In the Burns/Barnes version of the early “women’s movement” in the U.S., race is barely mentioned and racism not at all. Instead, there is a comforting fiction that the women’s movement grew, untroubled, out of the struggle for the abolition of slavery. The historical reality departs quite dramatically from this narrative and is the subject of today’s installment of the #troublewithwhitewomen series.
During the mid-nineteenth century there were alliances between those in the abolitionist movement and those beginning to advocate for women’s rights, sometimes called Suffragists or “Suffragettes.” Most notably, Frederick Douglass described himself as a “woman’s rights man,” largely based on the influence of Elizabeth Cady Stanton.

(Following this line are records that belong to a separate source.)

//! Downstream result sink.
//!
//! The core emits exactly one message type outward: a poll result tagged
//! with the address and the original dispatch timestamp. Delivery is
//! best-effort: the core never awaits acknowledgement and a dropped result
//! is simply not retried until the next scheduled poll.

use std::path::{Path, PathBuf};

use chrono::{DateTime, Utc};
use serde::{Deserialize, Serialize};
use serde_json::Value;
use tokio::fs::OpenOptions;
use tokio::io::AsyncWriteExt;
use tokio::sync::mpsc;
use tokio::task::JoinHandle;

/// Capacity of the result channel.
pub const RESULT_CAPACITY: usize = 1024;

/// Separator between entries within one archive file.
const ENTRY_SEPARATOR: &[u8] = b"---\n";

/// The single outbound message of the core.
#[derive(Debug, Clone, PartialEq, Serialize, Deserialize)]
pub struct PollResult {
    /// Polled device address.
    pub ip: String,
    /// Dispatch timestamp of the originating request.
    pub timestamp: DateTime<Utc>,
    /// Structured metric result as produced by the probing program.
    pub metrics: Value,
}

/// Archive-directory configuration.
#[derive(Debug, Clone, Serialize, Deserialize)]
#[serde(default)]
pub struct ArchiveConfig {
    /// Directory receiving result archive files.
    pub directory: PathBuf,
}

impl Default for ArchiveConfig {
    fn default() -> Self {
        Self {
            directory: PathBuf::from("./archive"),
        }
    }
}

/// File-buffering consumer of poll results.
///
/// Appends each result to `<directory>/<unix_ts>.txt` as a pretty JSON
/// document (`{"ip": ..., "result": ...}`), entries separated by `---`, so
/// results from one dispatch wave land in one file. Write failures are
/// logged and the result dropped.
#[derive(Debug, Clone)]
pub struct FileSink {
    directory: PathBuf,
}

impl FileSink {
    pub fn new(directory: impl AsRef<Path>) -> Self {
        Self {
            directory: directory.as_ref().to_path_buf(),
        }
    }

    /// Consume results until the producer side closes.
    pub fn spawn(self, rx: mpsc::Receiver<PollResult>) -> JoinHandle<()> {
        tokio::spawn(self.run(rx))
    }

    async fn run(self, mut rx: mpsc::Receiver<PollResult>) {
        if let Err(e) = tokio::fs::create_dir_all(&self.directory).await {
            tracing::error!(directory = %self.directory.display(), error = %e,
                "Archive directory unavailable");
        }

        tracing::info!(directory = %self.directory.display(), "File sink started");

        while let Some(result) = rx.recv().await {
            if let Err(e) = self.append(&result).await {
                tracing::warn!(ip = %result.ip, error = %e, "Archive write failed, result dropped");
            }
        }

        tracing::info!("Result channel closed, file sink stopping");
    }

    async fn append(&self, result: &PollResult) -> Result<(), std::io::Error> {
        let path = self
            .directory
            .join(format!("{}.txt", result.timestamp.timestamp()));

        let entry = serde_json::to_string_pretty(&serde_json::json!({
            "ip": result.ip,
            "result": result.metrics,
        }))?;

        let mut file = OpenOptions::new()
            .create(true)
            .append(true)
            .open(&path)
            .await?;

        if file.metadata().await?.len() > 0 {
            file.write_all(ENTRY_SEPARATOR).await?;
        }
        file.write_all(entry.as_bytes()).await?;
        file.write_all(b"\n").await?;

        Ok(())
    }
}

The abolitionist movement and the women’s movement split over the Fifteenth Amendment to the Constitution, which guaranteed the right to vote based on a citizens’ “race, color, or previous condition of servitude.” Despite the early support of African American men such as Douglass, suffragists like Stanton could not abide the idea that black men might get the franchise to vote ahead of white women.

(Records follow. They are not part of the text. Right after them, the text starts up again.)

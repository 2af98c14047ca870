//! External probing-program invocation.
//!
//! The protocol-level device interaction (SSH/SNMP) lives in a separate
//! executable. Its contract: argv[1] is one compact JSON document whose
//! `event_type` selects the mode; exit code 0 with a JSON document on stdout
//! is success, anything else is failure with stdout+stderr captured for
//! diagnostics.
//!
//! Poll mode request:
//! `{"event_type":"poll","ip","port","device_type","metric_group",
//!   "protocol","username","password"}` (or `"community","version"`).
//!
//! Discover mode request:
//! `{"event_type":"discover","ip","port","device_type",
//!   "credential_profiles":[...]}` with full profile records, in order.
//! Discover reply: `{"credential.profile.id","hostname","status"}`.

use std::path::{Path, PathBuf};
use std::process::Stdio;
use std::time::Duration;

use serde::{Deserialize, Serialize};
use serde_json::Value;
use thiserror::Error;
use tokio::process::Command;
use tokio::time::timeout;

use crate::registry::{CredentialProfile, CredentialSecrets, DeviceType, EntityId, Protocol};
use crate::scheduler::PollRequest;

/// Default budget for one poll invocation.
pub const DEFAULT_POLL_TIMEOUT: Duration = Duration::from_secs(60);

/// Default budget for one discover invocation.
pub const DEFAULT_DISCOVER_TIMEOUT: Duration = Duration::from_secs(60);

fn default_poll_timeout() -> Duration {
    DEFAULT_POLL_TIMEOUT
}

fn default_discover_timeout() -> Duration {
    DEFAULT_DISCOVER_TIMEOUT
}

fn default_plugin_path() -> PathBuf {
    PathBuf::from("./plugin/probe")
}

/// Errors from a probing-program invocation.
#[derive(Debug, Error)]
pub enum PluginError {
    /// The program did not exit within its budget; it has been terminated.
    /// Never fatal; the next scheduled attempt retries naturally.
    #[error("probing program timed out")]
    Timeout,

    /// The program could not be spawned or waited on.
    #[error("failed to run probing program: {0}")]
    Spawn(#[from] std::io::Error),

    /// Non-zero exit; captured output attached.
    #[error("probing program exited with status {status}: {output}")]
    NonZeroExit { status: i32, output: String },

    /// Exit 0 but stdout was not the expected JSON; raw output attached.
    #[error("unparsable probing output: {source}; raw: {output}")]
    Parse {
        source: serde_json::Error,
        output: String,
    },

    /// The request payload could not be encoded.
    #[error("payload encoding failed: {0}")]
    Encode(serde_json::Error),
}

/// Invocation mode, serialized as the `event_type` field.
#[derive(Debug, Clone, Copy, PartialEq, Eq, Serialize)]
#[serde(rename_all = "lowercase")]
pub enum PluginMode {
    Poll,
    Discover,
}

/// Immutable snapshot handed to the program in poll mode.
///
/// Built from a poll request plus its resolved profile; the request's
/// timestamp and credential-profile id are deliberately absent; the program
/// needs neither.
#[derive(Debug, Clone, Serialize)]
pub struct PollPayload {
    pub event_type: PluginMode,
    pub ip: String,
    pub port: u16,
    pub device_type: DeviceType,
    pub metric_group: String,
    pub protocol: Protocol,
    #[serde(flatten)]
    pub secrets: CredentialSecrets,
}

impl PollPayload {
    pub fn new(request: &PollRequest, profile: CredentialProfile) -> Self {
        Self {
            event_type: PluginMode::Poll,
            ip: request.ip.clone(),
            port: request.port,
            device_type: request.device_type,
            metric_group: request.group.clone(),
            protocol: profile.protocol,
            secrets: profile.secrets,
        }
    }
}

/// Snapshot handed to the program in discover mode: the candidate address
/// plus every candidate profile record, in the order they should be tried.
#[derive(Debug, Clone, Serialize)]
pub struct DiscoverPayload {
    pub event_type: PluginMode,
    pub ip: String,
    pub port: u16,
    pub device_type: DeviceType,
    pub credential_profiles: Vec<CredentialProfile>,
}

/// Discover-mode reply.
#[derive(Debug, Clone, Deserialize)]
pub struct DiscoverReply {
    #[serde(rename = "credential.profile.id")]
    pub profile_id: Option<EntityId>,
    pub hostname: Option<String>,
    pub status: Option<String>,
}

/// Plugin executable configuration.
#[derive(Debug, Clone, Serialize, Deserialize)]
#[serde(default)]
pub struct PluginConfig {
    /// Path to the probing executable.
    pub path: PathBuf,

    /// Budget for one poll invocation.
    #[serde(with = "humantime_serde")]
    pub poll_timeout: Duration,

    /// Budget for one discover invocation.
    #[serde(with = "humantime_serde")]
    pub discover_timeout: Duration,
}

impl Default for PluginConfig {
    fn default() -> Self {
        Self {
            path: default_plugin_path(),
            poll_timeout: default_poll_timeout(),
            discover_timeout: default_discover_timeout(),
        }
    }
}

/// Handle to the probing executable.
#[derive(Debug, Clone)]
pub struct Plugin {
    path: PathBuf,
    poll_timeout: Duration,
    discover_timeout: Duration,
}

impl Plugin {
    pub fn new(path: impl AsRef<Path>) -> Self {
        Self {
            path: path.as_ref().to_path_buf(),
            poll_timeout: DEFAULT_POLL_TIMEOUT,
            discover_timeout: DEFAULT_DISCOVER_TIMEOUT,
        }
    }

    pub fn from_config(config: &PluginConfig) -> Self {
        Self {
            path: config.path.clone(),
            poll_timeout: config.poll_timeout,
            discover_timeout: config.discover_timeout,
        }
    }

    /// Set the poll budget.
    pub fn with_poll_timeout(mut self, timeout: Duration) -> Self {
        self.poll_timeout = timeout;
        self
    }

    /// Set the discover budget.
    pub fn with_discover_timeout(mut self, timeout: Duration) -> Self {
        self.discover_timeout = timeout;
        self
    }

    /// Run the program in poll mode and parse its metric result.
    pub async fn poll(&self, payload: &PollPayload) -> Result<Value, PluginError> {
        let payload = serde_json::to_string(payload).map_err(PluginError::Encode)?;
        let stdout = self.invoke(payload, self.poll_timeout).await?;
        serde_json::from_str(stdout.trim()).map_err(|source| PluginError::Parse {
            source,
            output: stdout,
        })
    }

    /// Run the program in discover mode and parse the credential verdict.
    pub async fn discover(&self, payload: &DiscoverPayload) -> Result<DiscoverReply, PluginError> {
        let payload = serde_json::to_string(payload).map_err(PluginError::Encode)?;
        let stdout = self.invoke(payload, self.discover_timeout).await?;
        serde_json::from_str(stdout.trim()).map_err(|source| PluginError::Parse {
            source,
            output: stdout,
        })
    }

    async fn invoke(&self, payload: String, budget: Duration) -> Result<String, PluginError> {
        let child = Command::new(&self.path)
            .arg(payload)
            .stdin(Stdio::null())
            .stdout(Stdio::piped())
            .stderr(Stdio::piped())
            .kill_on_drop(true)
            .spawn()?;

        let output = match timeout(budget, child.wait_with_output()).await {
            Ok(result) => result?,
            // Dropping the wait future terminates the child (kill_on_drop).
            Err(_) => return Err(PluginError::Timeout),
        };

        let stdout = String::from_utf8_lossy(&output.stdout).into_owned();
        if !output.status.success() {
            let mut combined = stdout;
            combined.push_str(&String::from_utf8_lossy(&output.stderr));
            return Err(PluginError::NonZeroExit {
                status: output.status.code().unwrap_or(-1),
                output: combined.trim().to_string(),
            });
        }

        Ok(stdout)
    }
}

#[cfg(test)]
#[cfg(unix)]
mod tests {
    use super::*;
    use std::io::Write;
    use std::os::unix::fs::PermissionsExt;
    use tempfile::TempDir;

    fn fake_plugin(dir: &TempDir, body: &str) -> PathBuf {
        let path = dir.path().join("plugin.sh");
        let mut file = std::fs::File::create(&path).unwrap();
        writeln!(file, "#!/bin/sh").unwrap();
        writeln!(file, "{body}").unwrap();
        std::fs::set_permissions(&path, std::fs::Permissions::from_mode(0o755)).unwrap();
        path
    }

    fn ssh_payload() -> PollPayload {
        PollPayload {
            event_type: PluginMode::Poll,
            ip: "10.0.0.5".to_string(),
            port: 22,
            device_type: DeviceType::Linux,
            metric_group: "Linux.CPU".to_string(),
            protocol: Protocol::Ssh,
            secrets: CredentialSecrets::Ssh {
                username: "admin".to_string(),
                password: "secret".to_string(),
            },
        }
    }

    #[test]
    fn test_poll_payload_has_no_transient_fields() {
        let json = serde_json::to_value(ssh_payload()).unwrap();
        assert_eq!(json["event_type"], "poll");
        assert_eq!(json["metric_group"], "Linux.CPU");
        assert_eq!(json["username"], "admin");
        assert!(json.get("timestamp").is_none());
        assert!(json.get("profile_id").is_none());
    }

    #[tokio::test]
    async fn test_poll_success_parses_stdout() {
        let dir = TempDir::new().unwrap();
        let path = fake_plugin(&dir, r#"echo '{"ip":"10.0.0.5","result":{"cpu":12.5}}'"#);

        let plugin = Plugin::new(path);
        let result = plugin.poll(&ssh_payload()).await.unwrap();
        assert_eq!(result["result"]["cpu"], 12.5);
    }

    #[tokio::test]
    async fn test_nonzero_exit_captures_output() {
        let dir = TempDir::new().unwrap();
        let path = fake_plugin(&dir, "echo 'auth failed' >&2; exit 1");

        let plugin = Plugin::new(path);
        let err = plugin.poll(&ssh_payload()).await.unwrap_err();
        match err {
            PluginError::NonZeroExit { status, output } => {
                assert_eq!(status, 1);
                assert!(output.contains("auth failed"));
            }
            other => panic!("expected NonZeroExit, got {other:?}"),
        }
    }

    #[tokio::test]
    async fn test_timeout_kills_subprocess() {
        let dir = TempDir::new().unwrap();
        let path = fake_plugin(&dir, "sleep 30; echo '{}'");

        let plugin = Plugin::new(path).with_poll_timeout(Duration::from_millis(200));
        let err = plugin.poll(&ssh_payload()).await.unwrap_err();
        assert!(matches!(err, PluginError::Timeout));
    }

    #[tokio::test]
    async fn test_unparsable_stdout_is_attached() {
        let dir = TempDir::new().unwrap();
        let path = fake_plugin(&dir, "echo 'not json at all'");

        let plugin = Plugin::new(path);
        let err = plugin.poll(&ssh_payload()).await.unwrap_err();
        match err {
            PluginError::Parse { output, .. } => assert!(output.contains("not json")),
            other => panic!("expected Parse, got {other:?}"),
        }
    }

    #[tokio::test]
    async fn test_discover_reply_parses_dotted_keys() {
        let dir = TempDir::new().unwrap();
        let path = fake_plugin(
            &dir,
            r#"echo '{"credential.profile.id":3,"hostname":"edge-1 ","status":"Up"}'"#,
        );

        let plugin = Plugin::new(path);
        let payload = DiscoverPayload {
            event_type: PluginMode::Discover,
            ip: "10.0.0.5".to_string(),
            port: 161,
            device_type: DeviceType::Snmp,
            credential_profiles: vec![],
        };
        let reply = plugin.discover(&payload).await.unwrap();
        assert_eq!(reply.profile_id, Some(3));
        assert_eq!(reply.hostname.as_deref(), Some("edge-1 "));
        assert_eq!(reply.status.as_deref(), Some("Up"));
    }

    #[tokio::test]
    async fn test_missing_executable_is_spawn_error() {
        let plugin = Plugin::new("/nonexistent/probing-program");
        let err = plugin.poll(&ssh_payload()).await.unwrap_err();
        assert!(matches!(err, PluginError::Spawn(_)));
    }
}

Stanton didn’t hesitate to voice her opinion that white women were superior to black men, and thus more deserving of the vote. Lori Ginzberg, in her biography of Elizabeth Cady Stanton (Hill and Wang, 2009), recounts some of the racial politics here:
“Asked straight out whether she were ‘willing to have the colored man enfranchised before the woman,’ she answered ‘no; I would not trust him with all my rights; degraded, oppressed himself, he would be more despotic with the governing power than even our Saxon rulers are.’ “
“These were not merely figures of speech, thoughtless slips of the tongue and the pen. Rather, when she evoked these images, Stanton was drawing upon a powerful sense of her own class and cultural superiority.”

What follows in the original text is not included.